* **Exercise**
Would you return, word for word, the lines of the data below from the line with "let model = if" through the line with "key, combinator, members)?;", and no others?

* **Given records**
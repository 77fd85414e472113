use serde_yaml_ng::Value as YamlValue;

use super::{Node, NodeId, Tree};
use crate::error::ParseError;

/// Serialization format of a document.
#[derive(Debug, Clone, Copy, PartialEq, Eq)]
pub enum Format {
    Json,
    Yaml,
}

impl Format {
    /// Guess the format from the location's extension, then from content.
    pub fn detect(location: &str, bytes: &[u8]) -> Format {
        let path = location
            .split(['?', '#'])
            .next()
            .unwrap_or(location)
            .to_ascii_lowercase();
        if path.ends_with(".json") {
            return Format::Json;
        }
        if path.ends_with(".yaml") || path.ends_with(".yml") {
            return Format::Yaml;
        }
        match bytes.iter().find(|b| !b.is_ascii_whitespace()) {
            Some(b'{') | Some(b'[') => Format::Json,
            _ => Format::Yaml,
        }
    }
}

/// Deserialize a document into the tree, returning its root.
pub fn deserialize(tree: &mut Tree, bytes: &[u8], format: Format) -> Result<NodeId, ParseError> {
    match format {
        Format::Json => {
            let value: serde_json::Value = serde_json::from_slice(bytes)?;
            Ok(tree.insert_json(&value))
        }
        Format::Yaml => {
            let value: YamlValue = serde_yaml_ng::from_slice(bytes)?;
            Ok(insert_yaml(tree, &value))
        }
    }
}

fn insert_yaml(tree: &mut Tree, value: &YamlValue) -> NodeId {
    let node = match value {
        YamlValue::Null => Node::Null,
        YamlValue::Bool(b) => Node::Bool(*b),
        YamlValue::Number(n) => yaml_number(n),
        YamlValue::String(s) => Node::String(s.clone()),
        YamlValue::Sequence(items) => {
            Node::Seq(items.iter().map(|item| insert_yaml(tree, item)).collect())
        }
        YamlValue::Mapping(mapping) => Node::Map(
            mapping
                .iter()
                .map(|(k, v)| (yaml_key(k), insert_yaml(tree, v)))
                .collect(),
        ),
        YamlValue::Tagged(tagged) => return insert_yaml(tree, &tagged.value),
    };
    tree.push(node)
}

fn yaml_number(n: &serde_yaml_ng::Number) -> Node {
    if let Some(i) = n.as_i64() {
        Node::Number(i.into())
    } else if let Some(u) = n.as_u64() {
        Node::Number(u.into())
    } else {
        n.as_f64()
            .and_then(serde_json::Number::from_f64)
            .map(Node::Number)
            .unwrap_or(Node::Null)
    }
}

/// YAML allows non-string keys (`200:` in a responses map); the tree only
/// has string keys.
fn yaml_key(key: &YamlValue) -> String {
    match key {
        YamlValue::String(s) => s.clone(),
        YamlValue::Number(n) => n.to_string(),
        YamlValue::Bool(b) => b.to_string(),
        YamlValue::Null => "null".to_string(),
        YamlValue::Tagged(tagged) => yaml_key(&tagged.value),
        other => serde_yaml_ng::to_string(other)
            .map(|s| s.trim_end().to_string())
            .unwrap_or_default(),
    }
}
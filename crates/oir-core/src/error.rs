use thiserror::Error;

use crate::ir::ModelRef;
use crate::repository::Source;

#[derive(Debug, Error)]
pub enum LoadError {
    #[error("unsupported location: {0}")]
    UnsupportedLocation(String),

    #[error("failed to read {location}: {source}")]
    Io {
        location: String,
        #[source]
        source: std::io::Error,
    },

    #[error("failed to fetch {location}: {source}")]
    Http {
        location: String,
        #[source]
        source: reqwest::Error,
    },

    #[error("failed to fetch {location}: HTTP {status}")]
    Status { location: String, status: u16 },

    #[error("failed to build HTTP client: {0}")]
    Client(#[source] reqwest::Error),

    #[error("resource not found: {0}")]
    NotFound(String),
}

#[derive(Debug, Error)]
pub enum ParseError {
    #[error("failed to parse YAML: {0}")]
    Yaml(#[from] serde_yaml_ng::Error),

    #[error("failed to parse JSON: {0}")]
    Json(#[from] serde_json::Error),

    #[error("unsupported OpenAPI version: {0}")]
    UnsupportedVersion(String),

    #[error("missing required field: {0}")]
    MissingField(String),

    #[error(transparent)]
    Load(#[from] LoadError),

    #[error("{adapter} adapter cannot map HTTP method `{method}`")]
    UnsupportedMethod {
        adapter: &'static str,
        method: String,
    },

    #[error("invalid path pattern: {0}")]
    InvalidPattern(#[from] regex::Error),

    #[error("invalid {field}: {source}")]
    InvalidField {
        field: String,
        #[source]
        source: serde_json::Error,
    },

    #[error("unresolved reference: {0}")]
    UnresolvedReference(String),

    #[error(transparent)]
    Repository(#[from] RepositoryError),
}

/// Why a single `$ref` could not be resolved. These never abort a parse; they
/// are reported as diagnostics and the reference is left dangling.
#[derive(Debug, Clone, PartialEq, Eq, Error)]
pub enum ResolveError {
    #[error("unresolved reference: {0}")]
    RefTargetNotFound(String),

    #[error("circular reference detected: {0}")]
    CircularRef(String),

    #[error("invalid reference format: {0}")]
    InvalidRefFormat(String),
}

#[derive(Debug, Error)]
pub enum NormalizeError {
    #[error("unresolved reference: {0}")]
    UnresolvedReference(String),

    #[error(transparent)]
    Repository(#[from] RepositoryError),
}

impl From<NormalizeError> for ParseError {
    fn from(err: NormalizeError) -> Self {
        match err {
            NormalizeError::Repository(e) => ParseError::Repository(e),
            NormalizeError::UnresolvedReference(target) => ParseError::UnresolvedReference(target),
        }
    }
}

/// Repository invariant violations. These indicate a bug in the normalizer,
/// not a problem with the input document.
#[derive(Debug, Error)]
pub enum RepositoryError {
    #[error("source {0:?} is already registered")]
    DuplicateSource(Source),

    #[error("no entity registered for source {0:?}")]
    MissingSource(Source),

    #[error("no entity stored under {0}")]
    MissingEntity(ModelRef),

    #[error("entity {0} was already constructed")]
    AlreadyFilled(ModelRef),

    #[error("entity {0} was reserved but never constructed")]
    Unfilled(ModelRef),
}
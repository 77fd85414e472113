use log::debug;

use super::{NamingContext, Session, VersionAdapter, enums};
use crate::error::NormalizeError;
use crate::ir::{
    ArrayModel, Combinator, ConstantModel, ExtendedModel, ModelDef, ModelRef, ObjectModel,
    Property, SimpleModel,
};
use crate::repository::Source;
use crate::tree::NodeRef;

/// Keywords describing nullability; never carried over as extensions.
pub(super) const NULLABLE_EXTENSIONS: &[&str] = &["x-nullable"];

/// Normalize a schema node, reusing the entity already produced for the
/// same node.
pub(super) fn normalize(
    adapter: &dyn VersionAdapter,
    session: &mut Session<'_>,
    node: NodeRef<'_>,
    naming: &NamingContext,
) -> Result<ModelRef, NormalizeError> {
    if let Some(dangling) = node.unresolved() {
        return Err(NormalizeError::UnresolvedReference(dangling.target.clone()));
    }

    // A reference with siblings: the entity belongs to the referenced node,
    // the overlay may only add nullability.
    if node.is_overlay() {
        let origin = node.origin();
        let handle = normalize(adapter, session, origin, &naming.member())?;
        if adapter.is_nullable(node) && !adapter.is_nullable(origin) {
            let overlay = Source::Schema(node.tree().follow(node.id()));
            return Ok(session.nullable(overlay, handle)?);
        }
        return Ok(handle);
    }

    let source = Source::Schema(node.canonical());
    if let Some(handle) = session.repository.handle_of(source) {
        return Ok(handle);
    }
    let handle = session.repository.reserve(source)?;
    debug!("normalizing {} as {handle}", naming.name());

    let classified = classify(adapter, session, node, naming);
    let (model, mut nullable) = match classified {
        Ok(classified) => classified,
        Err(err) => {
            session.repository.fill(handle, ModelDef::Unknown)?;
            return Err(err);
        }
    };
    nullable |= adapter.is_nullable(node);

    let model = if nullable && !already_nullable(session, &model) {
        let inner = session.repository.insert(model);
        let null = session.repository.null();
        session.repository.mark_nullable(handle, inner);
        ModelDef::Extended(ExtendedModel {
            combinator: Combinator::Or,
            members: vec![inner, null],
        })
    } else {
        model
    };
    session.repository.fill(handle, model)?;
    Ok(handle)
}

fn already_nullable(session: &mut Session<'_>, model: &ModelDef) -> bool {
    match model {
        ModelDef::Null => true,
        ModelDef::Extended(ExtendedModel {
            combinator: Combinator::Or,
            members,
        }) => {
            let null = session.repository.null();
            members.contains(&null)
        }
        _ => false,
    }
}

/// Pick the model variant for a schema. The flag reports values that make
/// the model nullable on top of the adapter's nullability keywords.
fn classify(
    adapter: &dyn VersionAdapter,
    session: &mut Session<'_>,
    node: NodeRef<'_>,
    naming: &NamingContext,
) -> Result<(ModelDef, bool), NormalizeError> {
    if node.has("enum") {
        return Ok(enums::normalize(adapter, session, node, naming));
    }

    let combined = [
        ("allOf", Combinator::And),
        ("oneOf", Combinator::Or),
        ("anyOf", Combinator::Or),
    ]
    .into_iter()
    .find_map(|(key, combinator)| node.non_empty_seq(key).map(|members| (key, combinator, members)));
    if let Some((key, combinator, members)) = combined {
        let model = combination(adapter, session, node, naming, key, combinator, members)?;
        return Ok((model, false));
    }

    if let Some(value) = node.get("const") {
        return Ok((
            ModelDef::Constant(ConstantModel {
                value: value.to_json(),
                format: node.string_of("format"),
            }),
            false,
        ));
    }

    let declared = declared_types(adapter, node);
    let concrete: Vec<&str> = declared.iter().copied().filter(|t| *t != "null").collect();
    let model = match concrete.as_slice() {
        [] if !declared.is_empty() => ModelDef::Null,
        [] if is_object_shaped(node) => object(adapter, session, node, naming)?,
        [] if node.has("items") => array(adapter, session, node, naming)?,
        [] => {
            session.warn([naming.name()], "Unsupported schema, using unknown");
            ModelDef::Unknown
        }
        [single] => typed(adapter, session, node, naming, single)?,
        several => {
            let mut members = Vec::with_capacity(several.len() + 1);
            for type_name in several {
                let model = typed(adapter, session, node, naming, type_name)?;
                members.push(session.repository.insert(model));
            }
            if concrete.len() < declared.len() {
                members.push(session.repository.null());
            }
            ModelDef::Extended(ExtendedModel {
                combinator: Combinator::Or,
                members,
            })
        }
    };
    Ok((model, false))
}

/// Type names listed under `type`.
fn declared_types<'t>(adapter: &dyn VersionAdapter, node: NodeRef<'t>) -> Vec<&'t str> {
    match node.get("type") {
        Some(t) if t.as_str().is_some() => t.as_str().into_iter().collect(),
        Some(t) if adapter.allows_type_arrays() => t.items().filter_map(NodeRef::as_str).collect(),
        _ => Vec::new(),
    }
}

fn is_object_shaped(node: NodeRef<'_>) -> bool {
    node.has("properties") || node.has("additionalProperties")
}

/// The model for a single declared type name.
fn typed(
    adapter: &dyn VersionAdapter,
    session: &mut Session<'_>,
    node: NodeRef<'_>,
    naming: &NamingContext,
    type_name: &str,
) -> Result<ModelDef, NormalizeError> {
    match type_name {
        "object" => object(adapter, session, node, naming),
        "array" => array(adapter, session, node, naming),
        other => match adapter.scalar_type(other) {
            Some(base_type) => Ok(ModelDef::Simple(SimpleModel {
                base_type,
                format: node.string_of("format"),
            })),
            None => {
                session.warn(
                    [naming.name()],
                    format!("Unsupported schema type `{other}`, using unknown"),
                );
                Ok(ModelDef::Unknown)
            }
        },
    }
}

fn combination<'t>(
    adapter: &dyn VersionAdapter,
    session: &mut Session<'_>,
    node: NodeRef<'t>,
    naming: &NamingContext,
    key: &str,
    combinator: Combinator,
    members: NodeRef<'t>,
) -> Result<ModelDef, NormalizeError> {
    let member_naming = naming.member();
    let mut handles = Vec::new();
    for member in members.items() {
        match normalize(adapter, session, member, &member_naming) {
            Ok(handle) => handles.push(handle),
            Err(NormalizeError::UnresolvedReference(target)) => session.skip_unresolved(
                [naming.name(), key],
                format!("unresolved reference {target}, member skipped"),
            ),
            Err(err) => return Err(err),
        }
    }

    // Properties written beside `allOf` are one more member.
    if combinator == Combinator::And && node.has("properties") {
        let own = object(adapter, session, node, &member_naming)?;
        handles.push(session.repository.insert(own));
    }

    if handles.is_empty() {
        session.warn([naming.name(), key], "no usable members, using unknown");
        return Ok(ModelDef::Unknown);
    }
    Ok(ModelDef::Extended(ExtendedModel {
        combinator,
        members: handles,
    }))
}

fn object(
    adapter: &dyn VersionAdapter,
    session: &mut Session<'_>,
    node: NodeRef<'_>,
    naming: &NamingContext,
) -> Result<ModelDef, NormalizeError> {
    let name = naming.name().to_string();
    let required = node.strings_of("required");

    let mut properties = Vec::new();
    if let Some(props) = node.get("properties") {
        for (prop_name, prop) in props.entries() {
            match normalize(adapter, session, prop, &naming.child(prop_name)) {
                Ok(def) => properties.push(Property {
                    name: prop_name.to_string(),
                    def,
                    required: required.contains(&prop_name),
                    readonly: prop.flag("readOnly"),
                    writeonly: prop.flag("writeOnly"),
                    deprecated: prop.flag("deprecated"),
                    description: prop.string_of("description"),
                    extensions: prop.extensions(NULLABLE_EXTENSIONS),
                }),
                Err(NormalizeError::UnresolvedReference(target)) => session.skip_unresolved(
                    [name.as_str(), prop_name],
                    format!("unresolved reference {target}, property skipped"),
                ),
                Err(err) => return Err(err),
            }
        }
    }

    let additional_properties = match node.get("additionalProperties") {
        None => None,
        Some(flag) if flag.as_bool() == Some(true) => Some(session.repository.unknown()),
        Some(flag) if flag.as_bool() == Some(false) => None,
        Some(schema) if schema.is_map() || schema.unresolved().is_some() => {
            match normalize(adapter, session, schema, &naming.child("Value")) {
                Ok(handle) => Some(handle),
                Err(NormalizeError::UnresolvedReference(target)) => {
                    session.skip_unresolved(
                        [name.as_str(), "additionalProperties"],
                        format!("unresolved reference {target}, using unknown"),
                    );
                    Some(session.repository.unknown())
                }
                Err(err) => return Err(err),
            }
        }
        Some(_) => {
            session.warn(
                [name.as_str(), "additionalProperties"],
                "malformed additionalProperties, using unknown",
            );
            Some(session.repository.unknown())
        }
    };

    Ok(ModelDef::Object(ObjectModel {
        name,
        properties,
        additional_properties,
        deprecated: node.flag("deprecated"),
        description: node.string_of("description"),
        extensions: node.extensions(NULLABLE_EXTENSIONS),
        origin: naming.origin,
        name_is_original: naming.name_is_original,
    }))
}

fn array(
    adapter: &dyn VersionAdapter,
    session: &mut Session<'_>,
    node: NodeRef<'_>,
    naming: &NamingContext,
) -> Result<ModelDef, NormalizeError> {
    let item_naming = naming.child("Item");
    let items = match node.get("items") {
        None => {
            session.warn([naming.name()], "array without items, using unknown");
            session.repository.unknown()
        }
        Some(tuple) if tuple.as_seq().is_some() => {
            let mut members = Vec::new();
            for member in tuple.items() {
                match normalize(adapter, session, member, &item_naming) {
                    Ok(handle) => members.push(handle),
                    Err(NormalizeError::UnresolvedReference(target)) => session.skip_unresolved(
                        [naming.name(), "items"],
                        format!("unresolved reference {target}, member skipped"),
                    ),
                    Err(err) => return Err(err),
                }
            }
            if members.is_empty() {
                session.repository.unknown()
            } else {
                session.repository.insert(ModelDef::Extended(ExtendedModel {
                    combinator: Combinator::Or,
                    members,
                }))
            }
        }
        Some(items) => match normalize(adapter, session, items, &item_naming) {
            Ok(handle) => handle,
            Err(NormalizeError::UnresolvedReference(target)) => {
                session.skip_unresolved(
                    [naming.name(), "items"],
                    format!("unresolved reference {target}, using unknown"),
                );
                session.repository.unknown()
            }
            Err(err) => return Err(err),
        },
    };
    Ok(ModelDef::Array(ArrayModel { items }))
}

* **Response to this task**
    let model = if nullable && !already_nullable(session, &model) {
        let inner = session.repository.insert(model);
        let null = session.repository.null();
        session.repository.mark_nullable(handle, inner);
        ModelDef::Extended(ExtendedModel {
            combinator: Combinator::Or,
            members: vec![inner, null],
        })
    } else {
        model
    };
    session.repository.fill(handle, model)?;
    Ok(handle)
}

fn already_nullable(session: &mut Session<'_>, model: &ModelDef) -> bool {
    match model {
        ModelDef::Null => true,
        ModelDef::Extended(ExtendedModel {
            combinator: Combinator::Or,
            members,
        }) => {
            let null = session.repository.null();
            members.contains(&null)
        }
        _ => false,
    }
}

/// Pick the model variant for a schema. The flag reports values that make
/// the model nullable on top of the adapter's nullability keywords.
fn classify(
    adapter: &dyn VersionAdapter,
    session: &mut Session<'_>,
    node: NodeRef<'_>,
    naming: &NamingContext,
) -> Result<(ModelDef, bool), NormalizeError> {
    if node.has("enum") {
        return Ok(enums::normalize(adapter, session, node, naming));
    }

    let combined = [
        ("allOf", Combinator::And),
        ("oneOf", Combinator::Or),
        ("anyOf", Combinator::Or),
    ]
    .into_iter()
    .find_map(|(key, combinator)| node.non_empty_seq(key).map(|members| (key, combinator, members)));
    if let Some((key, combinator, members)) = combined {
        let model = combination(adapter, session, node, naming, key, combinator, members)?;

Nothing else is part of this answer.